# WHAT THE TASK REQUIRES
Beginning with the first line of the entries below, quote each line until you reach and include the line with "let is_interactive = match".

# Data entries

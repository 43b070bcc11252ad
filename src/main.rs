//! Pflaunch CLI entry point.

use std::process::ExitCode;

use clap::Parser;
use pflaunch::cli::{Cli, CommandDispatcher, Commands};
use pflaunch::config::Settings;
use pflaunch::ui::{create_ui, is_ci, OutputMode};
use tracing_subscriber::{fmt, prelude::*, EnvFilter};

/// Initialize the tracing subscriber for logging.
///
/// Log level is controlled by:
/// 1. `--debug` flag sets level to DEBUG
/// 2. `RUST_LOG` environment variable (if set)
/// 3. Default is INFO
fn init_tracing(debug: bool) {
    let filter = if debug {
        EnvFilter::new("pflaunch=debug")
    } else {
        EnvFilter::try_from_default_env().unwrap_or_else(|_| EnvFilter::new("pflaunch=info"))
    };

    tracing_subscriber::registry()
        .with(fmt::layer().with_target(false))
        .with(filter)
        .init();
}

fn main() -> ExitCode {
    let cli = Cli::parse();
    init_tracing(cli.debug);

    tracing::debug!("Pflaunch starting with args: {:?}", cli);

    // Determine output mode
    let output_mode = if cli.quiet {
        OutputMode::Quiet
    } else if cli.verbose {
        OutputMode::Verbose
    } else {
        OutputMode::Normal
    };

    // Handle --no-color
    if cli.no_color {
        std::env::set_var("NO_COLOR", "1");
    }

    // Check if non-interactive (CI mode or explicit flag)
    let is_interactive = match &cli.command {
        Some(Commands::Launch(args)) => !args.non_interactive && !is_ci(),
        _ => !is_ci(),
    };

    // Create UI
    let mut ui = create_ui(is_interactive, output_mode);

    // Load settings, applying CLI overrides
    let mut settings = match Settings::load(cli.config.as_deref()) {
        Ok(s) => s,
        Err(e) => {
            ui.error(&format!("Error: {}", e));
            return ExitCode::from(1);
        }
    };
    if let Some(root) = &cli.root {
        settings.install_root = root.clone();
    }

    // Dispatch command
    let dispatcher = CommandDispatcher::new(settings);

    match dispatcher.dispatch(&cli, ui.as_mut()) {
        Ok(result) => ExitCode::from(result.exit_code as u8),
        Err(e) => {
            ui.error(&format!("Error: {}", e));
            ExitCode::from(1)
        }
    }
}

# SOLVED EXERCISE
repository 43b070bcc11252ad
filename src/main.rs
//! Pflaunch CLI entry point.

use std::process::ExitCode;

use clap::Parser;
use pflaunch::cli::{Cli, CommandDispatcher, Commands};
use pflaunch::config::Settings;
use pflaunch::ui::{create_ui, is_ci, OutputMode};
use tracing_subscriber::{fmt, prelude::*, EnvFilter};

/// Initialize the tracing subscriber for logging.
///
/// Log level is controlled by:
/// 1. `--debug` flag sets level to DEBUG
/// 2. `RUST_LOG` environment variable (if set)
/// 3. Default is INFO
fn init_tracing(debug: bool) {
    let filter = if debug {
        EnvFilter::new("pflaunch=debug")
    } else {
        EnvFilter::try_from_default_env().unwrap_or_else(|_| EnvFilter::new("pflaunch=info"))
    };

    tracing_subscriber::registry()
        .with(fmt::layer().with_target(false))
        .with(filter)
        .init();
}

fn main() -> ExitCode {
    let cli = Cli::parse();
    init_tracing(cli.debug);

    tracing::debug!("Pflaunch starting with args: {:?}", cli);

    // Determine output mode
    let output_mode = if cli.quiet {
        OutputMode::Quiet
    } else if cli.verbose {
        OutputMode::Verbose
    } else {
        OutputMode::Normal
    };

    // Handle --no-color
    if cli.no_color {
        std::env::set_var("NO_COLOR", "1");
    }

    // Check if non-interactive (CI mode or explicit flag)
    let is_interactive = match &cli.command {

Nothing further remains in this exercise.